LISTED RECORDS section start
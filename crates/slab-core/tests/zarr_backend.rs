//! Zarr backend tests against a scratch directory.

use ndarray::{Array2, ArrayD, Axis};
use slab_core::{BackendKind, ChunkPlan, DimSlice, Dtype, StorageBackend, ZarrBackend};
use test_utils::{assert_arrays_approx_eq, index_encoded, scratch_dir, store_path};

fn chunks(shape: &[usize]) -> ChunkPlan {
    ChunkPlan::Chunks {
        shape: shape.to_vec(),
        converged: true,
    }
}

fn full(shape: &[usize]) -> Vec<DimSlice> {
    shape.iter().map(|&s| DimSlice::full(s)).collect()
}

#[test]
fn test_create_write_read() {
    let dir = scratch_dir();
    let backend = ZarrBackend::create(store_path(&dir, "data.zarr")).unwrap();
    assert_eq!(backend.kind(), BackendKind::Zarr);

    let shape = [6, 5, 4];
    backend
        .create_dataset("tomo", &shape, Dtype::Float32, &chunks(&[2, 5, 4]))
        .unwrap();
    assert_eq!(backend.open_dataset("tomo").unwrap(), shape.to_vec());

    // unwritten chunks read back as the fill value
    let empty = backend.read("tomo", &full(&shape)).unwrap();
    assert!(empty.iter().all(|&v| v == 0.0));

    let data = index_encoded(&shape);
    backend.write("tomo", &full(&shape), data.view()).unwrap();
    let back = backend.read("tomo", &full(&shape)).unwrap();
    assert_arrays_approx_eq!(back, data, 0.0);

    let part = backend
        .read(
            "tomo",
            &[DimSlice::new(1, 4, 1), DimSlice::index(2), DimSlice::new(0, 4, 1)],
        )
        .unwrap();
    assert_eq!(part.shape(), &[3, 1, 4]);
    assert_eq!(part[[0, 0, 3]], 10203.0);
}

#[test]
fn test_strided_write_and_read() {
    let dir = scratch_dir();
    let backend = ZarrBackend::create(store_path(&dir, "data.zarr")).unwrap();
    backend
        .create_dataset("grid", &[8, 6], Dtype::Float32, &ChunkPlan::Auto)
        .unwrap();

    let slices = [DimSlice::new(1, 8, 3), DimSlice::new(0, 6, 2)];
    let block = Array2::from_shape_fn((3, 3), |(i, j)| (i * 10 + j + 1) as f32).into_dyn();
    backend.write("grid", &slices, block.view()).unwrap();

    let back = backend.read("grid", &slices).unwrap();
    assert_eq!(back, block);

    let all = backend.read("grid", &[DimSlice::full(8), DimSlice::full(6)]).unwrap();
    assert_eq!(all[[1, 0]], 1.0);
    assert_eq!(all[[4, 2]], 12.0);
    assert_eq!(all[[7, 4]], 23.0);
    // untouched neighbours of strided elements keep the fill value
    assert_eq!(all[[1, 1]], 0.0);
    assert_eq!(all[[2, 0]], 0.0);
    let written: f32 = all.iter().filter(|&&v| v != 0.0).count() as f32;
    assert_eq!(written, 9.0);
}

#[test]
fn test_recreate_replaces_dataset() {
    let dir = scratch_dir();
    let backend = ZarrBackend::create(store_path(&dir, "data.zarr")).unwrap();
    backend
        .create_dataset("out", &[4, 4], Dtype::Float32, &ChunkPlan::Auto)
        .unwrap();
    let ones = ArrayD::<f32>::ones(ndarray::IxDyn(&[4, 4]));
    backend.write("out", &full(&[4, 4]), ones.view()).unwrap();

    backend
        .create_dataset("out", &[2, 3, 5], Dtype::Float32, &chunks(&[1, 3, 5]))
        .unwrap();
    assert_eq!(backend.open_dataset("out").unwrap(), vec![2, 3, 5]);
    let fresh = backend.read("out", &full(&[2, 3, 5])).unwrap();
    assert!(fresh.iter().all(|&v| v == 0.0));
}

#[test]
fn test_reopen_after_close() {
    let dir = scratch_dir();
    let path = store_path(&dir, "data.zarr");
    let data = index_encoded(&[5, 7]);
    {
        let backend = ZarrBackend::create(&path).unwrap();
        backend
            .create_dataset("line", &[5, 7], Dtype::Float32, &chunks(&[1, 7]))
            .unwrap();
        backend.write("line", &full(&[5, 7]), data.view()).unwrap();
        backend.close().unwrap();
        assert_eq!(backend.open_dataset("line").unwrap(), vec![5, 7]);
    }

    let reopened = ZarrBackend::create(&path).unwrap();
    let back = reopened.read("line", &full(&[5, 7])).unwrap();
    assert_eq!(back.index_axis(Axis(0), 3), data.index_axis(Axis(0), 3));
}

#[test]
fn test_missing_dataset_and_bad_region() {
    let dir = scratch_dir();
    let backend = ZarrBackend::create(store_path(&dir, "data.zarr")).unwrap();
    assert!(backend.open_dataset("absent").is_err());

    backend
        .create_dataset("small", &[3, 3], Dtype::Float32, &ChunkPlan::Auto)
        .unwrap();
    let err = backend
        .read("small", &[DimSlice::new(0, 4, 1), DimSlice::full(3)])
        .unwrap_err();
    assert!(err.to_string().contains("outside"));
}

fn stored_data_type(root: &std::path::Path, name: &str) -> String {
    let text = std::fs::read_to_string(root.join(name).join("zarr.json")).unwrap();
    let meta: serde_json::Value = serde_json::from_str(&text).unwrap();
    meta["data_type"].as_str().unwrap().to_string()
}

#[test]
fn test_integer_dataset_stored_at_its_width() {
    let dir = scratch_dir();
    let root = store_path(&dir, "data.zarr");
    let backend = ZarrBackend::create(&root).unwrap();
    backend
        .create_dataset("mask", &[2, 4], Dtype::UInt8, &chunks(&[2, 4]))
        .unwrap();
    assert_eq!(stored_data_type(&root, "mask"), "uint8");

    let block = Array2::from_shape_vec((2, 4), vec![0.0, 1.0, 3.6, 254.5, -2.0, 300.0, 7.0, 12.2])
        .unwrap()
        .into_dyn();
    backend.write("mask", &full(&[2, 4]), block.view()).unwrap();

    // values round to the nearest integer and saturate at the type bounds
    let reopened = ZarrBackend::create(&root).unwrap();
    let back = reopened.read("mask", &full(&[2, 4])).unwrap();
    let expected = Array2::from_shape_vec((2, 4), vec![0.0, 1.0, 4.0, 255.0, 0.0, 255.0, 7.0, 12.0])
        .unwrap()
        .into_dyn();
    assert_eq!(back, expected);
}

#[test]
fn test_double_dataset_stored_as_float64() {
    let dir = scratch_dir();
    let root = store_path(&dir, "data.zarr");
    let backend = ZarrBackend::create(&root).unwrap();
    let shape = [3, 4, 5];
    backend
        .create_dataset("recon", &shape, Dtype::Float64, &ChunkPlan::Auto)
        .unwrap();
    assert_eq!(stored_data_type(&root, "recon"), "float64");

    let data = index_encoded(&shape);
    backend.write("recon", &full(&shape), data.view()).unwrap();
    assert_eq!(backend.read("recon", &full(&shape)).unwrap(), data);
}
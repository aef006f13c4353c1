//! Axis-aligned bounding areas and axis projections
//!
//! `BoundingArea` is the broad rejection primitive every collider computes
//! for itself; `Projection` is the 1D shadow of a shape on a candidate
//! separating axis during SAT testing.

use crate::foundation::math::Vec2;
use serde::{Deserialize, Serialize};

/// Axis-aligned bounding area in world space
///
/// Either `minimum <= maximum` component-wise, or the value is the canonical
/// empty sentinel produced by [`BoundingArea::empty`]. The empty area
/// overlaps and contains nothing and is the identity of [`combine`].
///
/// [`combine`]: BoundingArea::combine
#[derive(Debug, Clone, Copy, PartialEq, Serialize, Deserialize)]
pub struct BoundingArea {
    /// Minimum corner of the bounding area
    pub minimum: Vec2,
    /// Maximum corner of the bounding area
    pub maximum: Vec2,
}

impl Default for BoundingArea {
    fn default() -> Self {
        Self::empty()
    }
}

impl BoundingArea {
    /// Create a new bounding area, sorting the corners component-wise
    pub fn new(a: Vec2, b: Vec2) -> Self {
        Self {
            minimum: Vec2::new(a.x.min(b.x), a.y.min(b.y)),
            maximum: Vec2::new(a.x.max(b.x), a.y.max(b.y)),
        }
    }

    /// The canonical empty bounding area
    pub fn empty() -> Self {
        Self {
            minimum: Vec2::new(f32::MAX, f32::MAX),
            maximum: Vec2::new(f32::MIN, f32::MIN),
        }
    }

    /// Smallest bounding area containing every given point
    pub fn from_points<I: IntoIterator<Item = Vec2>>(points: I) -> Self {
        points
            .into_iter()
            .fold(Self::empty(), |area, point| area.combine_point(point))
    }

    /// Whether this area is the empty sentinel (or otherwise degenerate)
    pub fn is_empty(&self) -> bool {
        self.minimum.x > self.maximum.x || self.minimum.y > self.maximum.y
    }

    /// Width of the area (zero when empty)
    pub fn width(&self) -> f32 {
        if self.is_empty() {
            0.0
        } else {
            self.maximum.x - self.minimum.x
        }
    }

    /// Height of the area (zero when empty)
    pub fn height(&self) -> f32 {
        if self.is_empty() {
            0.0
        } else {
            self.maximum.y - self.minimum.y
        }
    }

    /// Center point of the area
    pub fn center(&self) -> Vec2 {
        if self.is_empty() {
            Vec2::zeros()
        } else {
            (self.minimum + self.maximum) * 0.5
        }
    }

    /// Check if this area overlaps another (inclusive bounds)
    pub fn overlaps(&self, other: &Self) -> bool {
        if self.is_empty() || other.is_empty() {
            return false;
        }

        self.minimum.x <= other.maximum.x
            && self.maximum.x >= other.minimum.x
            && self.minimum.y <= other.maximum.y
            && self.maximum.y >= other.minimum.y
    }

    /// Check if this area contains a point (inclusive bounds)
    pub fn contains_point(&self, point: Vec2) -> bool {
        !self.is_empty()
            && point.x >= self.minimum.x
            && point.x <= self.maximum.x
            && point.y >= self.minimum.y
            && point.y <= self.maximum.y
    }

    /// Check if this area fully contains another area
    pub fn contains(&self, other: &Self) -> bool {
        !self.is_empty()
            && !other.is_empty()
            && self.contains_point(other.minimum)
            && self.contains_point(other.maximum)
    }

    /// Component-wise min/max union of two areas
    pub fn combine(&self, other: &Self) -> Self {
        if self.is_empty() {
            return *other;
        }

        if other.is_empty() {
            return *self;
        }

        Self {
            minimum: Vec2::new(
                self.minimum.x.min(other.minimum.x),
                self.minimum.y.min(other.minimum.y),
            ),
            maximum: Vec2::new(
                self.maximum.x.max(other.maximum.x),
                self.maximum.y.max(other.maximum.y),
            ),
        }
    }

    /// Grow this area just enough to contain a point
    pub fn combine_point(&self, point: Vec2) -> Self {
        self.combine(&Self {
            minimum: point,
            maximum: point,
        })
    }

    /// Expand the corners outward to the nearest pixel boundary
    ///
    /// Used when the engine is configured for pixel snapping so that
    /// sprites rendered at integer pixel positions stay inside their
    /// reported bounds.
    pub fn snapped(&self, pixels_per_unit: f32) -> Self {
        if self.is_empty() || pixels_per_unit <= 0.0 {
            return *self;
        }

        Self {
            minimum: Vec2::new(
                (self.minimum.x * pixels_per_unit).floor() / pixels_per_unit,
                (self.minimum.y * pixels_per_unit).floor() / pixels_per_unit,
            ),
            maximum: Vec2::new(
                (self.maximum.x * pixels_per_unit).ceil() / pixels_per_unit,
                (self.maximum.y * pixels_per_unit).ceil() / pixels_per_unit,
            ),
        }
    }
}

/// The 1D shadow of a shape projected onto an axis
#[derive(Debug, Clone, Copy, PartialEq)]
pub struct Projection {
    /// The axis projected onto (normalized)
    pub axis: Vec2,
    /// Minimum scalar extent along the axis
    pub minimum: f32,
    /// Maximum scalar extent along the axis
    pub maximum: f32,
}

impl Projection {
    /// Project a set of world points onto an axis
    pub fn project<I: IntoIterator<Item = Vec2>>(axis: Vec2, points: I) -> Self {
        let mut minimum = f32::MAX;
        let mut maximum = f32::MIN;

        for point in points {
            let value = axis.dot(&point);
            minimum = minimum.min(value);
            maximum = maximum.max(value);
        }

        Self {
            axis,
            minimum,
            maximum,
        }
    }

    /// Project a circle onto an axis
    pub fn project_circle(axis: Vec2, center: Vec2, radius: f32) -> Self {
        let value = axis.dot(&center);
        Self {
            axis,
            minimum: value - radius,
            maximum: value + radius,
        }
    }

    /// Check if this projection overlaps another on the same axis
    pub fn overlaps_with(&self, other: &Self) -> bool {
        self.maximum >= other.minimum && other.maximum >= self.minimum
    }

    /// Amount of overlap with another projection (negative when disjoint)
    pub fn overlap_amount(&self, other: &Self) -> f32 {
        self.maximum.min(other.maximum) - self.minimum.max(other.minimum)
    }

    /// Check if this projection fully spans another
    pub fn contains(&self, other: &Self) -> bool {
        self.minimum <= other.minimum && self.maximum >= other.maximum
    }
}

#[cfg(test)]
mod tests {
    use super::*;
    use approx::assert_relative_eq;

    #[test]
    fn new_sorts_corners() {
        let area = BoundingArea::new(Vec2::new(2.0, -1.0), Vec2::new(-2.0, 3.0));
        assert_eq!(area.minimum, Vec2::new(-2.0, -1.0));
        assert_eq!(area.maximum, Vec2::new(2.0, 3.0));
    }

    #[test]
    fn empty_area_overlaps_and_contains_nothing() {
        let empty = BoundingArea::empty();
        let unit = BoundingArea::new(Vec2::zeros(), Vec2::new(1.0, 1.0));

        assert!(empty.is_empty());
        assert!(!empty.overlaps(&unit));
        assert!(!unit.overlaps(&empty));
        assert!(!empty.contains_point(Vec2::zeros()));
        assert_eq!(empty.width(), 0.0);
    }

    #[test]
    fn combine_is_min_max_union_with_empty_identity() {
        let a = BoundingArea::new(Vec2::new(-1.0, -1.0), Vec2::new(1.0, 1.0));
        let b = BoundingArea::new(Vec2::new(0.0, 0.0), Vec2::new(3.0, 2.0));

        let combined = a.combine(&b);
        assert_eq!(combined.minimum, Vec2::new(-1.0, -1.0));
        assert_eq!(combined.maximum, Vec2::new(3.0, 2.0));

        assert_eq!(BoundingArea::empty().combine(&a), a);
        assert_eq!(a.combine(&BoundingArea::empty()), a);
    }

    #[test]
    fn contains_point_is_inclusive() {
        let area = BoundingArea::new(Vec2::zeros(), Vec2::new(2.0, 2.0));
        assert!(area.contains_point(Vec2::new(0.0, 0.0)));
        assert!(area.contains_point(Vec2::new(2.0, 2.0)));
        assert!(!area.contains_point(Vec2::new(2.1, 1.0)));
    }

    #[test]
    fn snapping_expands_to_pixel_boundaries() {
        let area = BoundingArea::new(Vec2::new(0.1, 0.1), Vec2::new(0.9, 0.9));
        let snapped = area.snapped(2.0);

        assert_relative_eq!(snapped.minimum, Vec2::new(0.0, 0.0));
        assert_relative_eq!(snapped.maximum, Vec2::new(1.0, 1.0));
        assert!(snapped.contains(&area));
    }

    #[test]
    fn projection_overlap_math() {
        let axis = Vec2::new(1.0, 0.0);
        let a = Projection::project(axis, [Vec2::new(0.0, 0.0), Vec2::new(2.0, 1.0)]);
        let b = Projection::project_circle(axis, Vec2::new(3.0, 0.0), 1.5);

        assert!(a.overlaps_with(&b));
        assert_relative_eq!(a.overlap_amount(&b), 0.5);
        assert!(!a.contains(&b));

        let wide = Projection::project(axis, [Vec2::new(-5.0, 0.0), Vec2::new(5.0, 0.0)]);
        assert!(wide.contains(&a));
        assert!(!a.contains(&wide));
    }

    #[test]
    fn disjoint_projections_report_negative_overlap() {
        let axis = Vec2::new(0.0, 1.0);
        let a = Projection::project(axis, [Vec2::new(0.0, 0.0), Vec2::new(0.0, 1.0)]);
        let b = Projection::project(axis, [Vec2::new(0.0, 3.0), Vec2::new(0.0, 4.0)]);

        assert!(!a.overlaps_with(&b));
        assert!(a.overlap_amount(&b) < 0.0);
    }
}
LISTED RECORDS section end
▶ _ACTIVITY_: Number of lines above with the word "mask": supply it alone.

▶ _PROBLEM SOLUTION_: 4